Officials have pledged to find out what caused a train to derail in Aberdeenshire, killing three people and injuring six.
Driver Brett McCullough, and conductor Donald Dinnie died along with a passenger when the 06.38 Aberdeen to Glasgow service came off tracks near Stonehaven on Wednesday.
The train is believed to have been hit by a landslide in an area hit by major flooding at Carmont.
Photographs of the scene showed the scale of the devastation, as a further six people were taken to hospital after the crash at 09.40 yesterday morning.
At least 30 ambulances and an air ambulance were present at the scene.
Investigators are now trying to determine the cause of the crash.
British Transport Police, the Rail Accident Investigation Branch and inspectors from the Office of Rail and Road – the independent regulator – are involved in the investigation.
Colleagues of those who died are now paying tribute.
Mr McCullough, 45, was a former gas engineer who decided to switch careers to train driver after servicing the boiler of a railway worker, sources told PA.
A union official said colleagues “thought the world” of him, as he leaves behind wife Stephanie and three children, two girls and a boy.
He had been a train driver for seven years.
Colleagues told PA he was servicing the gas boiler of an Aberdeen train driver when they started chatting about the job and he decided to join the railways.
Kevin Lindsay, Scotland organiser for the train drivers union Aslef, said: “The tragic accident at Stonehaven has affected everyone in the railway family. Brett thought the world of his family, and his colleagues thought the world of him.”
Speaking on the BBC’s Good Morning Scotland radio programme, ScotRail’s managing director Alex Hynes, said: “Yesterday was a devastating day for everybody who works in the rail industry in Scotland.

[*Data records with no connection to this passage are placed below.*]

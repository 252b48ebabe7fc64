//! Configuration and persistence for the prompt test harness.
//!
//! This crate loads the YAML [`HarnessConfig`], keeps completed test results
//! in an append-only [`ResultStore`] and exports them as JSON bundles.
//!
//! # Quick start
//!
//! ```no_run
//! use prompt_harness_core::AnalysisKind;
//! use prompt_harness_db::{HarnessConfig, ResultStore};
//!
//! let config = HarnessConfig::load("harness.yml").unwrap();
//! let profile = config.scoring_profile(AnalysisKind::Tam).unwrap();
//!
//! let store = ResultStore::open_or_in_memory(config.results.log_path.as_deref()).unwrap();
//! println!("{} stored results", store.len());
//!
//! let receipt = store
//!     .export_to_file(Some(AnalysisKind::Tam), "results/tam_test_results.json")
//!     .unwrap();
//! println!("wrote {} ({})", receipt.path.display(), receipt.checksum);
//! # let _ = profile;
//! ```

mod config;
mod error;
mod export;
mod store;

pub use config::{
    HarnessConfig, ProfileSettings, ProfilesConfig, ProviderConfig, ProvidersConfig, ResultsConfig,
    RetryConfig, ServerConfig,
};
pub use error::{DatabaseError, Result};
pub use export::{ExportReceipt, default_export_name, file_checksum};
pub use store::ResultStore;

“Our love and support is sent to the victims of this accident and their families, those that were injured in the accident and anybody who was touched by yesterday’s terrible tragedy.”
The Queen, Prime Minister Boris Johnson and Scottish First Minister Nicola Sturgeon have led tributes to those killed in the “tragic” incident.
In another message of condolence, sent to the Lord Lieutenant of Kincardineshire, the Queen said: “It was with great sadness that I heard of the train derailment earlier today in Stonehaven, Aberdeenshire.
“The Duke of Edinburgh, and the entire royal family, join me in sending our thoughts and prayers to the families of those who have died and those who have been injured.”
Scotland’s Transport Secretary Michael Matheson is due to arrive at the site of the crash later.
Responding to media reports that inspectors were warned about a rise in landslips in the weeks before the crash, Mr Matheson told BBC radio’s Good Morning Scotland programme that they would look at conditions in the run up to the tragedy.
He said: “What I do know is that the rail network are experiencing increasing challenges across different parts of the routes – not just here in Scotland but right across the UK due to what is an increasing number of very intense localised weather events that have a significant impact on the infrastructure that they have within the rail network.”
Mr Matheson said in recent years there had been “significant incidents”, including last year when part of the West Highland line was washed away just outside Crianlarich following an intense downpour.
He added: “And we saw just over the course of the night from Tuesday into Wednesday morning, some parts of the country have a month’s rainfall in the course of a couple of hours.”